Do You Have Seasonal Affective Disorder (SAD)?

Seasonal Affective Disorder

Another Christmas season over and done with... another new year upon us and for many, another long winter season of anxiety, depression and hopelessness. In many cases, millions suffer from a condition known as Seasonal Affective Disorder, or SAD.

What is Seasonal Affective Disorder (SAD)?

Seasonal Affective Disorder, or most commonly known as SAD (and for the purpose of online searches, it is important to mention that many spell it with periods - S.A.D), is a type of depression which occurs during the winter months. It seems to be linked to a lack of sunlight, and so may be treated effectively with special light therapy.

When left undiagnosed and untreated, Seasonal Affective Disorder carries all the negative effects of regular depression such as anxiety, lethargy, weight gain, and moodiness.

General Symptoms of SAD

People can generally tell if they are suffering from Seasonal Affective Disorder based on the following symptoms:
  • increased stress and anxiety
  • a craving for carbohydrates
  • drowsiness
  • loss of interest in daily activities
  • general moodiness

Diagnosing SAD

SAD differs from regular depression in that it will appear only during a certain time of year, generally sometime between September and May. It is often difficult to diagnose due to its similarity to regular depression. To verify that one is suffering from Seasonal Affective Disorder and not depression, doctors will need to know if symptoms have occurred during the same time of year for more than two years in a row. SAD also tends to be genetic, so if a relative has been previously diagnosed with SAD, doctors will be better able to identify the disorder.

Causes of Seasonal Affective Disorder

Seasonal affective disorder is thought to be caused by the lack of sunlight during the winter months. Sunlight helps to determine daily routines for many people, even down to chemical changes in the body – for example, it strongly affects the sleep cycle.

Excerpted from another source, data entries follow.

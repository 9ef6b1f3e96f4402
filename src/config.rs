//! File configuration.
//!
//! Configuration is loaded from TOML files with the following resolution order:
//! 1. explicit path (e.g. a `--config <path>` CLI flag)
//! 2. `~/.huginn/config.toml` (user)
//! 3. `/etc/huginn/config.toml` (system)
//!
//! Every field has a default, so an empty file is a valid config. The
//! sections convert into the programmatic configs ([`JobManagerConfig`],
//! [`CacheConfig`]) used by the library.

use std::fs;
use std::path::{Path, PathBuf};
use std::sync::Arc;
use std::time::Duration;

use serde::Deserialize;

use crate::cache::{
    CacheBackend, CacheConfig, ContentCacheManager, DEFAULT_CACHE_VERSION, MemoryCacheBackend,
    MokaCacheBackend,
};
use crate::jobs::{
    DEFAULT_MAX_RETRIES, DEFAULT_TIMEOUT_SECONDS, JobManager, JobManagerConfig, JobPriority,
};
use crate::retry::RetryConfig;
use crate::{HuginnError, Result};

/// Top-level configuration file.
#[derive(Debug, Clone, Default, PartialEq, Deserialize)]
pub struct Config {
    #[serde(default)]
    pub jobs: JobsConfig,
    #[serde(default)]
    pub cache: CacheSection,
}

/// `[jobs]` section.
#[derive(Debug, Clone, PartialEq, Deserialize)]
#[serde(default)]
pub struct JobsConfig {
    /// Number of worker loops to start (default: 4).
    pub workers: usize,
    /// Idle poll interval in milliseconds (default: 500).
    pub poll_interval_ms: u64,
    /// Shutdown grace period in seconds (default: 30).
    pub shutdown_grace_secs: u64,
    /// Handler timeout for jobs submitted without one (default: 300).
    pub default_timeout_seconds: u64,
    /// Retry budget for jobs submitted without one (default: 3).
    pub default_max_retries: u32,
    /// `low`, `normal`, `high` or `urgent` (default: `normal`).
    pub default_priority: JobPriority,
    /// `[jobs.storage_retry]`: backoff for transient queue errors.
    pub storage_retry: RetryConfig,
}

impl Default for JobsConfig {
    fn default() -> Self {
        Self {
            workers: 4,
            poll_interval_ms: 500,
            shutdown_grace_secs: 30,
            default_timeout_seconds: DEFAULT_TIMEOUT_SECONDS,
            default_max_retries: DEFAULT_MAX_RETRIES,
            default_priority: JobPriority::Normal,
            storage_retry: RetryConfig::default(),
        }
    }
}

impl JobsConfig {
    pub fn manager_config(&self) -> JobManagerConfig {
        JobManagerConfig::new()
            .poll_interval(Duration::from_millis(self.poll_interval_ms))
            .shutdown_grace(Duration::from_secs(self.shutdown_grace_secs))
            .default_timeout_seconds(self.default_timeout_seconds)
            .default_max_retries(self.default_max_retries)
            .default_priority(self.default_priority)
            .storage_retry(self.storage_retry.clone())
    }

    /// A manager over an in-memory queue configured from this section.
    pub fn build_manager(&self) -> Result<JobManager> {
        JobManager::builder()
            .config(self.manager_config())
            .build()
    }
}

/// Which [`CacheBackend`] to build.
#[derive(Debug, Clone, Copy, Default, PartialEq, Eq, Deserialize)]
#[serde(rename_all = "lowercase")]
pub enum CacheBackendKind {
    /// Exact oldest-first eviction.
    #[default]
    Memory,
    /// moka TinyLFU cache.
    Moka,
}

/// `[cache]` section.
#[derive(Debug, Clone, PartialEq, Deserialize)]
#[serde(default)]
pub struct CacheSection {
    pub backend: CacheBackendKind,
    /// Maximum number of entries (default: 1000).
    pub max_entries: u64,
    /// Default TTL in seconds; 0 never expires (default: 86400).
    pub ttl_secs: u64,
    /// Key schema version (default: "v1").
    pub version: String,
}

impl Default for CacheSection {
    fn default() -> Self {
        Self {
            backend: CacheBackendKind::Memory,
            max_entries: 1_000,
            ttl_secs: 86_400,
            version: DEFAULT_CACHE_VERSION.to_string(),
        }
    }
}

impl CacheSection {
    pub fn cache_config(&self) -> CacheConfig {
        let ttl = (self.ttl_secs > 0).then(|| Duration::from_secs(self.ttl_secs));
        CacheConfig::new()
            .max_entries(self.max_entries)
            .ttl(ttl)
            .version(self.version.clone())
    }

    pub fn build_backend(&self) -> Arc<dyn CacheBackend> {
        match self.backend {
            CacheBackendKind::Memory => Arc::new(MemoryCacheBackend::new(self.max_entries)),
            CacheBackendKind::Moka => Arc::new(MokaCacheBackend::new(self.max_entries)),
        }
    }

    pub fn build_manager(&self) -> ContentCacheManager {
        ContentCacheManager::new(self.build_backend(), self.cache_config())
    }
}

impl Config {
    /// Load configuration from the standard locations.
    ///
    /// Resolution order:
    /// 1. Explicit path (if provided)
    /// 2. `~/.huginn/config.toml`
    /// 3. `/etc/huginn/config.toml`
    pub fn load(explicit_path: Option<&Path>) -> Result<Self> {
        match Self::find_config_path(explicit_path)? {
            Some(path) => Self::load_from_file(&path),
            None => Err(HuginnError::Configuration(
                "No config file found. Create ~/.huginn/config.toml or /etc/huginn/config.toml"
                    .to_string(),
            )),
        }
    }

    /// Like [`load`](Self::load), but falls back to defaults when no
    /// file exists in the standard locations. A missing explicit path is
    /// still an error.
    pub fn load_or_default(explicit_path: Option<&Path>) -> Result<Self> {
        match Self::find_config_path(explicit_path)? {
            Some(path) => Self::load_from_file(&path),
            None => Ok(Self::default()),
        }
    }

    pub fn from_toml_str(content: &str) -> Result<Self> {
        let config: Self = toml::from_str(content)
            .map_err(|e| HuginnError::Configuration(format!("Failed to parse config: {e}")))?;
        config.validate()?;
        Ok(config)
    }

    fn load_from_file(path: &Path) -> Result<Self> {
        let content = fs::read_to_string(path).map_err(|e| {
            HuginnError::Configuration(format!("Failed to read config file {path:?}: {e}"))
        })?;
        Self::from_toml_str(&content).map_err(|e| match e {
            HuginnError::Configuration(msg) => {
                HuginnError::Configuration(format!("{msg} (in {path:?})"))
            }
            other => other,
        })
    }

    fn find_config_path(explicit: Option<&Path>) -> Result<Option<PathBuf>> {
        if let Some(path) = explicit {
            if path.exists() {
                return Ok(Some(path.to_path_buf()));
            }
            return Err(HuginnError::Configuration(format!(
                "Config file not found: {path:?}"
            )));
        }

        // User config
        if let Some(home) = dirs::home_dir() {
            let user_config = home.join(".huginn").join("config.toml");
            if user_config.exists() {
                return Ok(Some(user_config));
            }
        }

        // System config
        let system_config = PathBuf::from("/etc/huginn/config.toml");
        if system_config.exists() {
            return Ok(Some(system_config));
        }

        Ok(None)
    }

    fn validate(&self) -> Result<()> {
        if self.jobs.workers == 0 {
            return Err(HuginnError::Configuration(
                "jobs.workers must be at least 1".into(),
            ));
        }
        if self.jobs.poll_interval_ms == 0 {
            return Err(HuginnError::Configuration(
                "jobs.poll_interval_ms must be greater than zero".into(),
            ));
        }
        if self.jobs.default_timeout_seconds == 0 {
            return Err(HuginnError::Configuration(
                "jobs.default_timeout_seconds must be greater than zero".into(),
            ));
        }
        if self.cache.max_entries == 0 {
            return Err(HuginnError::Configuration(
                "cache.max_entries must be at least 1".into(),
            ));
        }
        Ok(())
    }
}

#[cfg(test)]
mod tests {
    use super::*;

    #[test]
    fn empty_file_is_all_defaults() {
        let config = Config::from_toml_str("").unwrap();
        assert_eq!(config, Config::default());
        assert_eq!(config.jobs.workers, 4);
        assert_eq!(config.cache.cache_config(), CacheConfig::default());
        assert_eq!(config.jobs.manager_config(), JobManagerConfig::default());
    }

    #[test]
    fn parse_full_config() {
        let toml = r#"
            [jobs]
            workers = 8
            poll_interval_ms = 50
            default_priority = "high"
            default_max_retries = 1

            [jobs.storage_retry]
            max_attempts = 3
            initial_delay_ms = 10

            [cache]
            backend = "moka"
            max_entries = 64
            ttl_secs = 0
            version = "v3"
        "#;
        let config = Config::from_toml_str(toml).unwrap();
        assert_eq!(config.jobs.workers, 8);
        assert_eq!(config.jobs.default_priority, JobPriority::High);

        let manager = config.jobs.manager_config();
        assert_eq!(manager.poll_interval, Duration::from_millis(50));
        assert_eq!(manager.default_max_retries, 1);
        assert_eq!(manager.storage_retry.max_attempts, 3);
        assert_eq!(manager.storage_retry.initial_delay, Duration::from_millis(10));
        // Unset nested fields keep their defaults.
        assert_eq!(manager.storage_retry.max_delay, Duration::from_secs(5));

        assert_eq!(config.cache.backend, CacheBackendKind::Moka);
        let cache = config.cache.cache_config();
        assert_eq!(cache.ttl, None);
        assert_eq!(cache.version, "v3");
        assert_eq!(config.cache.build_backend().name(), "moka");
    }

    #[test]
    fn invalid_values_rejected() {
        for toml in [
            "[jobs]\nworkers = 0",
            "[jobs]\npoll_interval_ms = 0",
            "[cache]\nmax_entries = 0",
            "[cache]\nbackend = \"redis\"",
        ] {
            assert!(
                matches!(
                    Config::from_toml_str(toml),
                    Err(HuginnError::Configuration(_))
                ),
                "accepted: {toml}"
            );
        }
    }
}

A lack of sunlight may cause a serotonin imbalance in the brain, which negatively affects moods and emotions.

Common Treatment Methods for SAD

Since Seasonal Affective Disorder is caused by a lack of sunlight, it makes sense that simulated sunlight can help to overcome it. Light treatment – sitting in front of a light box for a period of time every day, or an artificial sunrise each morning – is usually totally effective in treating SAD. If these therapies do not cure SAD entirely, antidepressants or counseling may be prescribed.

Many find that a mid season getaway or vacation to a sunny location, such as Mexico, Hawaii or Cuba help to re-balance moods and can be an effective way to get through the rest of the winter season in anticipation of spring.

Keeping active, maintaining a regular exercise regime and taking part in a mind/body practice such as yoga can also be helpful in relieving symptoms.

Seasonal affective disorder can be difficult, especially during a time of year which is supposed to be so cheery. Fortunately, SAD can be diagnosed and treated with relative ease.